Architecture¶

The framework concentrates custom engineering on the three things no framework ships off the shelf — self-learning memory, a dynamic swarm composer, and a versioned, MCP-compatible tool registry — and leans on LangGraph for durable execution, checkpointing, and HITL interrupts.

Execution graph¶

flowchart TD
    START([START]) --> GI[guard_input: block injection / redact PII]
    GI -->|blocked| EN([END])
    GI -->|ok| RC[recall: inject past lessons]
    RC --> OR{orchestrator: cost-aware composer}
    OR -->|single| WK[worker: on-demand tools]
    OR -->|swarm| SW[swarm_worker: dependency waves + blackboard]
    WK -->|side-effecting tool| HA[human_approval: interrupt]
    WK -->|more subtasks| WK
    WK -->|done| FZ[finalize]
    HA --> WK
    SW --> FZ
    FZ --> RF[reflect: distill lesson + episodic]
    RF --> GO[guard_output: redact PII]
    GO --> EN

Every node is optional and additive: with no memory/guardrails/composer configured the graph collapses to the Stage-1 spine (orchestrator → worker → finalize). recall/reflect appear with memory, guard_input/guard_output with guardrails, and swarm_worker when the composer chooses a swarm.

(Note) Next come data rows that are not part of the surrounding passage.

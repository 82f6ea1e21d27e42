mod filter;
mod task;

pub use filter::{FilterKind, display_order};
pub use task::{
    DEFAULT_NOTIFY_LEAD_MINUTES, END_OF_DAY, NOTIFY_LEAD_MINUTES, Priority, Task, TaskDraft,
    notify_lead_label,
};
use jrnl_storage::{ErrorKind, StorageError};
use thiserror::Error;

use crate::fatfs::FsError;

pub type Result<T> = std::result::Result<T, MountError>;

#[derive(Debug, Clone, PartialEq, Eq, Error)]
pub enum MountError {
    #[error(transparent)]
    Storage(#[from] StorageError),

    /// The FAT library rejected `op` (`"mount"`, `"mkfs"`).
    #[error("fatfs {op} failed: {code}")]
    Filesystem { op: &'static str, code: FsError },
}

impl MountError {
    pub fn kind(&self) -> ErrorKind {
        match self {
            Self::Storage(err) => err.kind(),
            Self::Filesystem { .. } => ErrorKind::GenericFailure,
        }
    }
}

Layers — every one is a swappable seam¶

Layer	Implementation	Later-stage seam
Model gateway	`LiteLLMGateway` (API-first, OpenAI-compatible) + `DemoGateway`	local vLLM endpoint
Agent core	thin `Agent` over the gateway	typed agent core
Orchestration	LangGraph orchestrator-worker graph + `SqliteSaver`	richer graphs
Memory	`JsonFileMemory` (persistent) + `LLMReflector`; BM25+RRF recall, distilled lessons	Letta/Mem0 + pgvector at scale
Swarm composer	`HeuristicSwarmComposer` — cost-aware single-vs-swarm gate + parallel execution	LLM-driven team formation
Tool registry	`StaticToolRegistry` — versioned, on-demand BM25 retrieval	MCP interop adapter
HITL	LangGraph `interrupt()` approval gate	escalation queues
Guardrails	`GuardrailPipeline` — block prompt-injection, redact PII (input + output)	LlamaFirewall / LLM Guard / NeMo
Multi-tenancy	tenant-isolated memory namespaces + per-tenant `CostTracker` dashboard	per-tenant rate limits / quotas
Observability	Langfuse via OTEL + own graph spans	eval/regression gates
Durability	LangGraph `SqliteSaver` checkpointer	Temporal for multi-day workflows

Repository layout¶

Riptide-Watergraph/
├── pyproject.toml               # setuptools build, src layout
└── src/riptide_watergraph/
    ├── interfaces/              # ABCs = the swappable seams (incl. Reflector)
    ├── gateway/                 # LiteLLMGateway + DemoGateway (offline)
    ├── memory/                  # JsonFileMemory, ranking, reflection, types
    ├── tools/                   # StaticToolRegistry (versioned, on-demand) + tools
    ├── swarm/                   # HeuristicSwarmComposer + cost model
    ├── guardrails/              # PII redaction, injection blocking, pipeline
    ├── mcp/                     # MCP tool interop (client, adapter, stdio)
    ├── graph/                   # state, nodes (recall/reflect/swarm/guard), builder
    ├── observability/           # OTEL + Langfuse tracing + per-tenant CostTracker
    ├── server/                  # FastAPI app + the dependency-free Studio (static/)
    ├── evaluation/              # offline task suite + scoring runner
    ├── config.py                # pydantic-settings
    └── cli.py                   # riptide run | costs | eval | serve

The retrieval core (BM25 lexical scoring + Reciprocal Rank Fusion, k=60) lives in memory/ranking.py behind a small, stable signature — if it ever shows up as a hot path it can be swapped for a native implementation without touching the framework.